Every scene from beginning to end abounds with gorgeously quirky imagery, but it’s in this opening stretch that it blends most effectively with emotions. Orion’s imagination is depicted in its full grandeur, helping to explain how he can conceptualize and then be terrified by such elaborate doom scenarios. 

By keeping things basic and giving dedicated attention to the troubled and perhaps tortured mental state of the protagonist, these early moments lay a solid foundation for the rest of the movie’s ambitious and expansive ideas. 

Chief among these ideas, and half of the film’s namesake, is the personification of darkness. It isn’t just Dark, however, but his nighttime companions, including Sleep, Random Noises, Quiet, Insomnia and Sweet Dreams. The inclusion of somewhat arbitrary phenomena like Random Noises and Insomnia admittedly opens the door for endless additions — if Random Noises, why not night terrors, sleep paralysis, narcolepsy and the like? — but regardless, each agent of the night is characterized with vividness and vibrance. 

These interesting philosophical concepts are sustained until the credits roll.
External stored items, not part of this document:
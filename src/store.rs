//! Persistence for the favorites list.
//!
//! A store maps one key to a JSON array of [`MealSummary`] records. Reading
//! never fails: a missing or unreadable value yields an empty list.

use std::collections::HashSet;
use std::fs;
use std::path::{Path, PathBuf};
use std::sync::{Arc, Mutex, PoisonError};

use log::debug;

use crate::error::StoreError;
use crate::model::MealSummary;

/// Load/save access to the persisted favorites list
pub trait FavoritesStore: Send {
    /// Stored list, or an empty list if none can be read
    fn load(&self) -> Vec<MealSummary>;

    /// Replace the stored list
    fn save(&self, favorites: &[MealSummary]) -> Result<(), StoreError>;
}

impl<S: FavoritesStore + Sync> FavoritesStore for Arc<S> {
    fn load(&self) -> Vec<MealSummary> {
        self.as_ref().load()
    }

    fn save(&self, favorites: &[MealSummary]) -> Result<(), StoreError> {
        self.as_ref().save(favorites)
    }
}

/// Parse a stored list, keeping the first record for each id
fn parse_favorites(raw: &str, source: &str) -> Vec<MealSummary> {
    match serde_json::from_str::<Vec<MealSummary>>(raw) {
        Ok(favorites) => {
            let mut seen = HashSet::new();
            favorites
                .into_iter()
                .filter(|meal| {
                    let first = seen.insert(meal.id.clone());
                    if !first {
                        debug!("Dropping duplicate favorite {} in {}", meal.id, source);
                    }
                    first
                })
                .collect()
        }
        Err(e) => {
            debug!("Ignoring unreadable favorites in {}: {}", source, e);
            Vec::new()
        }
    }
}

/// Stores each key as `<dir>/<key>.json`
#[derive(Debug, Clone)]
pub struct FileStore {
    dir: PathBuf,
    key: String,
}

impl FileStore {
    pub fn new(dir: impl Into<PathBuf>, key: impl Into<String>) -> Self {
        FileStore {
            dir: dir.into(),
            key: key.into(),
        }
    }

    pub fn path(&self) -> PathBuf {
        self.dir.join(format!("{}.json", self.key))
    }
}

impl FavoritesStore for FileStore {
    fn load(&self) -> Vec<MealSummary> {
        let path = self.path();
        match fs::read_to_string(&path) {
            Ok(raw) => parse_favorites(&raw, &path.display().to_string()),
            Err(e) => {
                debug!("No favorites at {}: {}", path.display(), e);
                Vec::new()
            }
        }
    }

    fn save(&self, favorites: &[MealSummary]) -> Result<(), StoreError> {
        let json = serde_json::to_string(favorites)?;
        fs::create_dir_all(&self.dir)?;
        write_atomically(&self.path(), &json)?;
        Ok(())
    }
}

// Readers never observe a partially written list
fn write_atomically(path: &Path, contents: &str) -> std::io::Result<()> {
    let tmp = path.with_extension("json.tmp");
    fs::write(&tmp, contents)?;
    fs::rename(&tmp, path)
}

/// In-memory store holding the raw serialized value
#[derive(Debug, Default)]
pub struct MemoryStore {
    raw: Mutex<Option<String>>,
}

impl MemoryStore {
    pub fn new() -> Self {
        Self::default()
    }

    /// Start from an arbitrary stored value, valid or not
    pub fn with_raw(raw: impl Into<String>) -> Self {
        MemoryStore {
            raw: Mutex::new(Some(raw.into())),
        }
    }

    /// Currently stored value
    pub fn raw(&self) -> Option<String> {
        self.raw
            .lock()
            .unwrap_or_else(PoisonError::into_inner)
            .clone()
    }
}

impl FavoritesStore for MemoryStore {
    fn load(&self) -> Vec<MealSummary> {
        match self.raw() {
            Some(raw) => parse_favorites(&raw, "memory"),
            None => Vec::new(),
        }
    }

    fn save(&self, favorites: &[MealSummary]) -> Result<(), StoreError> {
        let json = serde_json::to_string(favorites)?;
        *self.raw.lock().unwrap_or_else(PoisonError::into_inner) = Some(json);
        Ok(())
    }
}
While, like the inclusions in the nighttime crew, some aspects seem a bit inconsistent and random, they never short the viewer an exercise in intellectual legwork. It’s a Charlie Kaufman specialty — foolproof or faulty, his work will never fail to make one think. 

Where he really shines in this screenplay is in the close meditation on storytelling. This is accomplished through a unique use of frame narrative rarely seen in children’s cinema. Even in movies that use the technique in dedicated capacity — 2012’s “The Lorax” comes to mind — it’s hard to find such unorthodoxy as is featured here. The story of young Orion’s adventure with Dark is told by a middle-aged Orion to his daughter, who has the same struggles of worrying and overthinking. What’s intriguing is that it is openly acknowledged to be fiction, a bedtime story being made up on the fly. Orion’s daughter, named Hypatia after the famed ancient Alexandrian philosopher, is allowed to actively participate in forming this narrative, molding it to what would work best to break her chains of fear. 
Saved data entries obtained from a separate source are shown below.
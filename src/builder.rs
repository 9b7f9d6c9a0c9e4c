use std::sync::Arc;
use std::time::Duration;

use crate::app::App;
use crate::config::{ApiConfig, AppConfig};
use crate::favorites::Favorites;
use crate::model::SearchMode;
use crate::service::{MealDbClient, RecipeService};
use crate::store::{FavoritesStore, FileStore};
use crate::AppError;

/// Builder for configuring and creating an [`App`]
#[derive(Default)]
pub struct AppBuilder {
    config: AppConfig,
    base_url: Option<String>,
    timeout: Option<Duration>,
    user_agent: Option<String>,
    service: Option<Arc<dyn RecipeService>>,
    store: Option<Box<dyn FavoritesStore>>,
    default_search: Option<(String, SearchMode)>,
}

impl AppBuilder {
    /// Start from a loaded configuration
    ///
    /// Values set with the other builder methods take precedence.
    pub fn config(mut self, config: &AppConfig) -> Self {
        self.config = config.clone();
        self
    }

    /// Set the recipe service base URL
    ///
    /// # Example
    /// ```
    /// use recipe_finder::RecipeFinder;
    ///
    /// let builder = RecipeFinder::builder()
    ///     .base_url("http://localhost:8080/api/json/v1/1");
    /// ```
    pub fn base_url(mut self, url: impl Into<String>) -> Self {
        self.base_url = Some(url.into());
        self
    }

    /// Set a timeout for HTTP requests
    ///
    /// # Example
    /// ```
    /// use recipe_finder::RecipeFinder;
    /// use std::time::Duration;
    ///
    /// let builder = RecipeFinder::builder().timeout(Duration::from_secs(10));
    /// ```
    pub fn timeout(mut self, duration: Duration) -> Self {
        self.timeout = Some(duration);
        self
    }

    pub fn user_agent(mut self, user_agent: impl Into<String>) -> Self {
        self.user_agent = Some(user_agent.into());
        self
    }

    /// Use a custom recipe service instead of the HTTP client
    pub fn service(mut self, service: Arc<dyn RecipeService>) -> Self {
        self.service = Some(service);
        self
    }

    /// Use a custom favorites store instead of the configured directory
    ///
    /// # Example
    /// ```
    /// use recipe_finder::{MemoryStore, RecipeFinder};
    ///
    /// let builder = RecipeFinder::builder().store(Box::new(MemoryStore::new()));
    /// ```
    pub fn store(mut self, store: Box<dyn FavoritesStore>) -> Self {
        self.store = Some(store);
        self
    }

    /// Set the search issued by [`App::start`]
    pub fn default_search(mut self, query: impl Into<String>, mode: SearchMode) -> Self {
        self.default_search = Some((query.into(), mode));
        self
    }

    /// Create the application
    ///
    /// # Errors
    /// Returns `AppError::Client` if the HTTP client cannot be created.
    pub fn build(self) -> Result<App, AppError> {
        let timeout = self.request_timeout(&self.config.api);
        let mut api = self.config.api.clone();
        if let Some(base_url) = self.base_url {
            api.base_url = base_url;
        }
        if let Some(user_agent) = self.user_agent {
            api.user_agent = user_agent;
        }

        let service: Arc<dyn RecipeService> = match self.service {
            Some(service) => service,
            None => Arc::new(MealDbClient::with_timeout(&api, timeout)?),
        };

        let store: Box<dyn FavoritesStore> = match self.store {
            Some(store) => store,
            None => Box::new(FileStore::new(
                &self.config.storage.dir,
                self.config.storage.key.as_str(),
            )),
        };

        let (query, mode) = self.default_search.unwrap_or_else(|| {
            (
                self.config.startup.default_query.clone(),
                self.config.startup.mode(),
            )
        });

        Ok(App::new(service, Favorites::load(store), query, mode))
    }

    /// Builder timeout if set, otherwise the configured whole seconds
    fn request_timeout(&self, api: &ApiConfig) -> Duration {
        self.timeout.unwrap_or_else(|| Duration::from_secs(api.timeout))
    }
}

/// Main entry point for the builder API
pub struct RecipeFinder;

impl RecipeFinder {
    /// Creates a new builder for the application
    ///
    /// # Example
    /// ```
    /// use recipe_finder::RecipeFinder;
    ///
    /// let builder = RecipeFinder::builder();
    /// ```
    pub fn builder() -> AppBuilder {
        AppBuilder::default()
    }
}

#[cfg(test)]
mod tests {
    use super::*;
    use crate::store::MemoryStore;

    #[test]
    fn test_build_loads_favorites_from_store() {
        let store = MemoryStore::with_raw(r#"[{"idMeal":"1","strMeal":"Soup","strMealThumb":""}]"#);
        let app = RecipeFinder::builder()
            .base_url("http://127.0.0.1:9")
            .store(Box::new(store))
            .build()
            .unwrap();

        assert!(app.state().is_favorite("1"));
        assert!(app.is_idle());
    }

    #[test]
    fn test_timeout_keeps_sub_second_precision() {
        let api = ApiConfig::default();

        let builder = RecipeFinder::builder().timeout(Duration::from_millis(500));
        assert_eq!(builder.request_timeout(&api), Duration::from_millis(500));

        let builder = RecipeFinder::builder();
        assert_eq!(builder.request_timeout(&api), Duration::from_secs(30));
    }

    #[test]
    fn test_build_with_corrupted_store_starts_empty() {
        let app = RecipeFinder::builder()
            .store(Box::new(MemoryStore::with_raw("not json")))
            .build()
            .unwrap();

        assert!(app.state().favorites.list().is_empty());
    }
}
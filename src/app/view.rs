//! Derives a plain view model from [`AppState`] and renders it as text.

use std::fmt;

use super::state::{AppState, DetailStatus};
use crate::model::{Ingredient, MealDetail};

/// One result card
#[derive(Debug, Clone, PartialEq, Eq)]
pub struct CardView {
    pub position: usize,
    pub id: String,
    pub name: String,
    pub thumbnail_url: String,
    /// "Favorite" or "Unfavorite"
    pub favorite_label: &'static str,
}

#[derive(Debug, Clone, PartialEq, Eq)]
pub struct FavoriteView {
    pub position: usize,
    pub name: String,
    pub thumbnail_url: String,
}

#[derive(Debug, Clone, PartialEq, Eq)]
pub enum DetailView {
    /// Nothing selected, or a fetch is in flight
    Placeholder { loading: bool },
    Loaded(MealDetail),
    Failed(String),
}

/// Everything needed to draw one frame
#[derive(Debug, Clone, PartialEq, Eq)]
pub struct ViewModel {
    pub mode_label: &'static str,
    pub query: String,
    /// "Search" or "Searching..."
    pub button_label: &'static str,
    pub error: Option<String>,
    pub loading: bool,
    pub cards: Vec<CardView>,
    pub favorites: Vec<FavoriteView>,
    pub detail: DetailView,
}

pub fn render(state: &AppState) -> ViewModel {
    let loading = state.search.is_loading();

    let cards = state
        .search
        .results
        .iter()
        .enumerate()
        .map(|(i, meal)| CardView {
            position: i + 1,
            id: meal.id.clone(),
            name: meal.name.clone(),
            thumbnail_url: meal.thumbnail_url.clone(),
            favorite_label: if state.is_favorite(&meal.id) {
                "Unfavorite"
            } else {
                "Favorite"
            },
        })
        .collect();

    let favorites = state
        .favorites
        .list()
        .iter()
        .enumerate()
        .map(|(i, meal)| FavoriteView {
            position: i + 1,
            name: meal.name.clone(),
            thumbnail_url: meal.thumbnail_url.clone(),
        })
        .collect();

    let detail = match (&state.detail.status, &state.detail.meal) {
        (DetailStatus::Loaded, Some(meal)) => DetailView::Loaded(meal.clone()),
        (DetailStatus::Failed, _) => {
            DetailView::Failed(state.detail.error.clone().unwrap_or_default())
        }
        (status, _) => DetailView::Placeholder {
            loading: *status == DetailStatus::Loading,
        },
    };

    ViewModel {
        mode_label: state.search.mode.as_str(),
        query: state.search.query.clone(),
        button_label: if loading { "Searching..." } else { "Search" },
        error: state.search.error.clone(),
        loading,
        cards,
        favorites,
        detail,
    }
}

impl fmt::Display for ViewModel {
    fn fmt(&self, f: &mut fmt::Formatter<'_>) -> fmt::Result {
        writeln!(f, "Recipe Finder")?;
        writeln!(f, "=============")?;
        writeln!(f, "[{}] {}  <{}>", self.mode_label, self.query, self.button_label)?;
        if let Some(error) = &self.error {
            writeln!(f, "! {}", error)?;
        }
        if self.loading {
            writeln!(f, "Loading...")?;
        }

        writeln!(f)?;
        writeln!(f, "Results ({})", self.cards.len())?;
        for card in &self.cards {
            writeln!(f, "  {:>2}. {}  [View] [{}]", card.position, card.name, card.favorite_label)?;
            writeln!(f, "      {}", card.thumbnail_url)?;
        }

        writeln!(f)?;
        writeln!(f, "Favorites")?;
        if self.favorites.is_empty() {
            writeln!(f, "  No favorites yet")?;
        }
        for favorite in &self.favorites {
            writeln!(f, "  {:>2}. {}", favorite.position, favorite.name)?;
        }

        writeln!(f)?;
        writeln!(f, "Meal Details")?;
        match &self.detail {
            DetailView::Placeholder { loading: true } => writeln!(f, "  Loading details...")?,
            DetailView::Placeholder { loading: false } => {
                writeln!(f, "  Select a meal to view details")?
            }
            DetailView::Failed(error) => writeln!(f, "  ! {}", error)?,
            DetailView::Loaded(meal) => write_detail(f, meal)?,
        }

        writeln!(f)?;
        write!(f, "Built using TheMealDB API")
    }
}

fn write_detail(f: &mut fmt::Formatter<'_>, meal: &MealDetail) -> fmt::Result {
    writeln!(f, "  {}", meal.name)?;
    writeln!(f, "  {}", meal.thumbnail_url)?;
    writeln!(f, "  Category: {}", meal.category)?;
    writeln!(f, "  Area: {}", meal.area)?;
    writeln!(f, "  Ingredients")?;
    for Ingredient { name, measure } in &meal.ingredients {
        writeln!(f, "   - {} – {}", name, measure)?;
    }
    writeln!(f, "  Instructions")?;
    for line in meal.instructions.lines().filter(|l| !l.trim().is_empty()) {
        writeln!(f, "  {}", line.trim())?;
    }
    Ok(())
}
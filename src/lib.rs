//! Recipe search over TheMealDB with a persisted favorites list.
//!
//! The library is split into the service client ([`service`]), the three
//! request-level components ([`SearchController`], [`DetailLoader`],
//! [`Favorites`]) and an explicit state container in [`app`] that the
//! terminal binary drives.

pub mod app;
pub mod builder;
pub mod config;
pub mod detail;
pub mod error;
pub mod favorites;
pub mod model;
pub mod search;
pub mod service;
pub mod store;

use std::sync::Arc;

pub use app::App;
pub use builder::{AppBuilder, RecipeFinder};
pub use config::AppConfig;
pub use detail::DetailLoader;
pub use error::{AppError, DetailError, SearchError, ServiceError, StoreError};
pub use favorites::{toggle_favorite, Favorites};
pub use model::{Ingredient, MealDetail, MealSummary, SearchMode};
pub use search::{SearchController, SearchOutcome};
pub use service::{MealDbClient, RecipeService};
pub use store::{FavoritesStore, FileStore, MemoryStore};

/// Search TheMealDB with the default [`config::ApiConfig`] (user agent, timeout).
///
/// # Example
/// ```no_run
/// # use recipe_finder::{search_meals, SearchMode};
/// # #[tokio::main]
/// # async fn main() -> Result<(), Box<dyn std::error::Error>> {
/// let outcome = search_meals("chicken", SearchMode::Ingredient).await?;
/// println!("{} meals", outcome.meals().len());
/// # Ok(())
/// # }
/// ```
pub async fn search_meals(query: &str, mode: SearchMode) -> Result<SearchOutcome, SearchError> {
    let client = default_client().map_err(|e| SearchError::Network(ServiceError::Request(e)))?;
    SearchController::new(Arc::new(client)).search(query, mode).await
}

/// Look up one meal on TheMealDB with the default [`config::ApiConfig`].
pub async fn lookup_meal(id: &str) -> Result<MealDetail, DetailError> {
    let client = default_client().map_err(|e| DetailError::Network(ServiceError::Request(e)))?;
    DetailLoader::new(Arc::new(client)).load_detail(id).await
}

fn default_client() -> Result<MealDbClient, reqwest::Error> {
    MealDbClient::new(&AppConfig::default().api)
}

#[cfg(test)]
mod tests {
    use super::*;
    use std::time::Duration;

    #[test]
    fn test_default_client_uses_configured_timeout() {
        let client = default_client().unwrap();
        assert_eq!(client.base_url(), service::DEFAULT_BASE_URL);
        assert_eq!(client.timeout(), Some(Duration::from_secs(30)));
    }
}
This is the entry point to the movie’s masterful portrayal of storytelling. As if the format weren’t funky enough, it only gets weirder and more intricate. After what would be considered a traditional climax — in which Orion and Dark escape the deadly vortex of fear not by some corny “I’m not afraid anymore!” moment, but rather by being pulled from sleep by the threat of missing a school field trip, which before had been Orion’s biggest point of fear — the movie rejects a normal resolution and instead barrels on into further action. 
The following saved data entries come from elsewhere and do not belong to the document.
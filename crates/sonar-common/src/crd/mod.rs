//! Custom Resource Definitions for the SonarQube operator
//!
//! Every managed kind names a `SonarQube` connection object in the same
//! namespace through `spec.sonarRef` and reports its outcome through the
//! shared [`ResourceStatus`].

mod group;
mod permission_template;
mod project;
mod quality_gate;
mod quality_profile;
mod sonarqube;
mod types;
mod user;

pub use group::{SonarGroup, SonarGroupSpec};
pub use permission_template::{SonarPermissionTemplate, SonarPermissionTemplateSpec};
pub use project::{ProjectVisibility, SonarProject, SonarProjectSpec};
pub use quality_gate::{
    ConditionSpec, GateOperator, SonarQualityGate, SonarQualityGateSpec,
};
pub use quality_profile::{RuleSpec, SonarQualityProfile, SonarQualityProfileSpec};
pub use sonarqube::{SonarQube, SonarQubePhase, SonarQubeSpec, SonarQubeStatus};
pub use types::{to_set, ResourcePhase, ResourceStatus, SecretKeyRef};
pub use user::{SonarUser, SonarUserSpec};

use crate::Result;

/// A namespaced custom resource that owns an entity in SonarQube
///
/// Implemented by every managed kind so the reconcile loop can read the
/// connection reference and the stored status without knowing the kind.
pub trait ManagedResource: kube::Resource<DynamicType = ()> {
    /// Short label for logs, metrics and events (e.g. "group")
    const KIND_LABEL: &'static str;

    /// Name of the `SonarQube` connection object in the same namespace
    fn sonar_ref(&self) -> &str;

    /// Status stored on the object, if any was written
    fn resource_status(&self) -> Option<&ResourceStatus>;

    /// Check the spec for values SonarQube would reject
    fn validate(&self) -> Result<()>;
}

/// Reject an empty or whitespace-only required field
pub(crate) fn require_non_empty(resource: &str, field: &str, value: &str) -> Result<()> {
    if value.trim().is_empty() {
        return Err(crate::Error::validation_for_field(
            resource,
            field,
            format!("{} cannot be empty", field),
        ));
    }
    Ok(())
}

/// Reject any empty entry in a list of names
pub(crate) fn require_non_empty_entries(
    resource: &str,
    field: &str,
    values: &[String],
) -> Result<()> {
    if values.iter().any(|v| v.trim().is_empty()) {
        return Err(crate::Error::validation_for_field(
            resource,
            field,
            format!("{} cannot contain empty entries", field),
        ));
    }
    Ok(())
}
//! HTTP implementation of the capability traits over the SonarQube Web API
//!
//! All calls authenticate with a bearer token. Read endpoints are `GET` with
//! query parameters; write endpoints are `POST` with form parameters. A 404 is
//! mapped to the not-found sentinel; any other non-2xx becomes
//! [`Error::Remote`] carrying the status and the first message of SonarQube's
//! `{"errors":[{"msg":...}]}` body.

mod gates;
mod groups;
mod profiles;
mod projects;
mod templates;
mod users;

use std::time::Duration;

use async_trait::async_trait;
use reqwest::{RequestBuilder, Response, StatusCode};
use serde::de::DeserializeOwned;
use serde::Deserialize;
use tracing::{debug, trace};

use sonar_common::metrics::{record_remote_call, RemoteResult};
use sonar_common::{Error, Result};

use crate::api::SystemApi;
use crate::types::SystemStatus;

/// Page size used for listings
pub(crate) const PAGE_SIZE: u32 = 500;

/// Build the pooled HTTP client shared by every connection
///
/// `timeout` bounds each request end to end.
pub fn build_http_client(timeout: Duration) -> Result<reqwest::Client> {
    reqwest::Client::builder()
        .timeout(timeout)
        .user_agent(concat!("sonar-operator/", env!("CARGO_PKG_VERSION")))
        .build()
        .map_err(|e| Error::internal_with_context("http_client", e.to_string()))
}

/// Client for one SonarQube server
#[derive(Clone)]
pub struct SonarClient {
    http: reqwest::Client,
    base_url: String,
    token: String,
}

impl std::fmt::Debug for SonarClient {
    fn fmt(&self, f: &mut std::fmt::Formatter<'_>) -> std::fmt::Result {
        f.debug_struct("SonarClient")
            .field("base_url", &self.base_url)
            .finish_non_exhaustive()
    }
}

#[derive(Deserialize)]
struct ErrorBody {
    #[serde(default)]
    errors: Vec<ErrorMessage>,
}

#[derive(Deserialize)]
struct ErrorMessage {
    msg: String,
}

/// Extract the first SonarQube error message from a response body
fn error_message(body: &str) -> Option<String> {
    serde_json::from_str::<ErrorBody>(body)
        .ok()
        .and_then(|b| b.errors.into_iter().next())
        .map(|e| e.msg)
}

impl SonarClient {
    /// Create a client for `base_url` using a shared `reqwest::Client`
    pub fn new(http: reqwest::Client, base_url: impl Into<String>, token: impl Into<String>) -> Self {
        Self {
            http,
            base_url: base_url.into().trim_end_matches('/').to_string(),
            token: token.into(),
        }
    }

    /// Base URL without a trailing slash
    pub fn base_url(&self) -> &str {
        &self.base_url
    }

    fn url(&self, path: &str) -> String {
        format!("{}/{}", self.base_url, path)
    }

    /// Send a request and map non-2xx responses to errors
    async fn execute(&self, operation: &str, request: RequestBuilder) -> Result<Response> {
        trace!(operation, "Calling SonarQube");
        let response = request
            .bearer_auth(&self.token)
            .send()
            .await
            .map_err(|e| {
                let message = if e.is_timeout() {
                    format!("request timed out: {}", e)
                } else {
                    e.to_string()
                };
                Error::remote(operation, message)
            })?;

        let status = response.status();
        if status.is_success() {
            return Ok(response);
        }

        let body = response.text().await.unwrap_or_default();
        let message = error_message(&body).unwrap_or_else(|| {
            status
                .canonical_reason()
                .unwrap_or("unexpected response")
                .to_string()
        });
        debug!(operation, status = status.as_u16(), %message, "SonarQube call failed");

        if status == StatusCode::NOT_FOUND {
            return Err(Error::not_found(operation, message));
        }
        Err(Error::remote_status(operation, status.as_u16(), message))
    }

    /// `GET` a JSON document
    pub(crate) async fn get_json<T: DeserializeOwned>(
        &self,
        operation: &str,
        query: &[(&str, &str)],
    ) -> Result<T> {
        let request = self.http.get(self.url(operation)).query(query);
        let result = match self.execute(operation, request).await {
            Ok(response) => response.json::<T>().await.map_err(|e| {
                Error::remote(operation, format!("failed to decode response: {}", e))
            }),
            Err(e) => Err(e),
        };
        record_remote_call(operation, RemoteResult::of(&result));
        result
    }

    /// `POST` a form and decode the JSON answer
    pub(crate) async fn post_json<T: DeserializeOwned>(
        &self,
        operation: &str,
        form: &[(&str, &str)],
    ) -> Result<T> {
        let request = self.http.post(self.url(operation)).form(form);
        let result = match self.execute(operation, request).await {
            Ok(response) => response.json::<T>().await.map_err(|e| {
                Error::remote(operation, format!("failed to decode response: {}", e))
            }),
            Err(e) => Err(e),
        };
        record_remote_call(operation, RemoteResult::of(&result));
        result
    }

    /// `POST` a form, ignoring the body
    pub(crate) async fn post(&self, operation: &str, form: &[(&str, &str)]) -> Result<()> {
        let request = self.http.post(self.url(operation)).form(form);
        let result = self.execute(operation, request).await.map(|_| ());
        record_remote_call(operation, RemoteResult::of(&result));
        result
    }
}

/// Paging block of SonarQube listings
#[derive(Debug, Default, Deserialize)]
#[serde(rename_all = "camelCase")]
pub(crate) struct Paging {
    #[serde(default)]
    pub page_index: u32,
    #[serde(default)]
    pub page_size: u32,
    #[serde(default)]
    pub total: u32,
}

impl Paging {
    /// Whether another page follows this one
    pub(crate) fn has_more(&self) -> bool {
        self.page_size > 0 && self.page_index.saturating_mul(self.page_size) < self.total
    }
}

/// Deserialize an identifier that SonarQube sends as a string or a number
pub(crate) fn id_string<'de, D>(deserializer: D) -> std::result::Result<Option<String>, D::Error>
where
    D: serde::Deserializer<'de>,
{
    let value = Option::<serde_json::Value>::deserialize(deserializer)?;
    Ok(match value {
        Some(serde_json::Value::String(s)) => Some(s),
        Some(serde_json::Value::Number(n)) => Some(n.to_string()),
        _ => None,
    })
}

/// Free-text search parameter, omitted below SonarQube's 3-char minimum
pub(crate) fn search_term(term: &str) -> Option<(&'static str, &str)> {
    (term.chars().count() >= 3).then_some(("q", term))
}

/// Re-key a 404 from an endpoint as not-found for a specific entity
pub(crate) fn not_found_as<'a>(entity: &'static str, key: &'a str) -> impl FnOnce(Error) -> Error + 'a {
    move |e| {
        if e.is_not_found() {
            Error::not_found(entity, key)
        } else {
            e
        }
    }
}

#[derive(Deserialize)]
struct StatusResponse {
    #[serde(default)]
    version: String,
    status: String,
}

#[async_trait]
impl SystemApi for SonarClient {
    async fn system_status(&self) -> Result<SystemStatus> {
        let resp: StatusResponse = self.get_json("api/system/status", &[]).await?;
        Ok(SystemStatus {
            version: resp.version,
            status: resp.status,
        })
    }
}

#[cfg(test)]
pub(crate) mod test_support {
    use std::time::Duration;

    use wiremock::MockServer;

    use super::{build_http_client, SonarClient};

    pub(crate) fn client_for(server: &MockServer) -> SonarClient {
        let http = build_http_client(Duration::from_secs(5)).expect("http client");
        SonarClient::new(http, format!("{}/", server.uri()), "squ_test")
    }
}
New characters show up, time-traveling perils arise, and the story seems to be going off the rails … and then we realize the frame has shifted. No longer is Orion working with his daughter to break her fears on her own terms; Hypatia is now working with her son, Tycho, letting him decide where it goes. 

It’s extreme structural experimentation, and Kaufman uses it to perfection. The chaos of the post-climax climax encapsulates the message of the movie as a whole: Storytelling, especially when a shared activity, can work miracles. It can break otherwise impenetrable walls of anxiety and insecurity. It isn’t just an artistic endeavor that allows great minds to be subversive; sometimes, it is a tool wielded by kids to process the world, letting them be as crazy and incoherent as they want in order to free them from mental strongholds. 

The premise isn’t just Charlie Kaufman auteurism. It’s childlike creativity. Orion breaks his fear of the dark by manifesting dark as his best friend; Hypatia breaks hers by joining the journey and helping give Orion and Dark a happy ending; Tycho branches in a whole new direction, using time travel and aliens. All are crazy, and all are valid. 

Few can deny the beauty of such a perspective. “Orion and the Dark” takes the typical “You’re great just the way you are” dynamic in kids’ movies and ups it to the level of mental health liberation. It’s a robust outing with a profound word for people of all ages — fear doesn’t have to be the master. If one can learn to change the story, darkness might be a pretty great guy.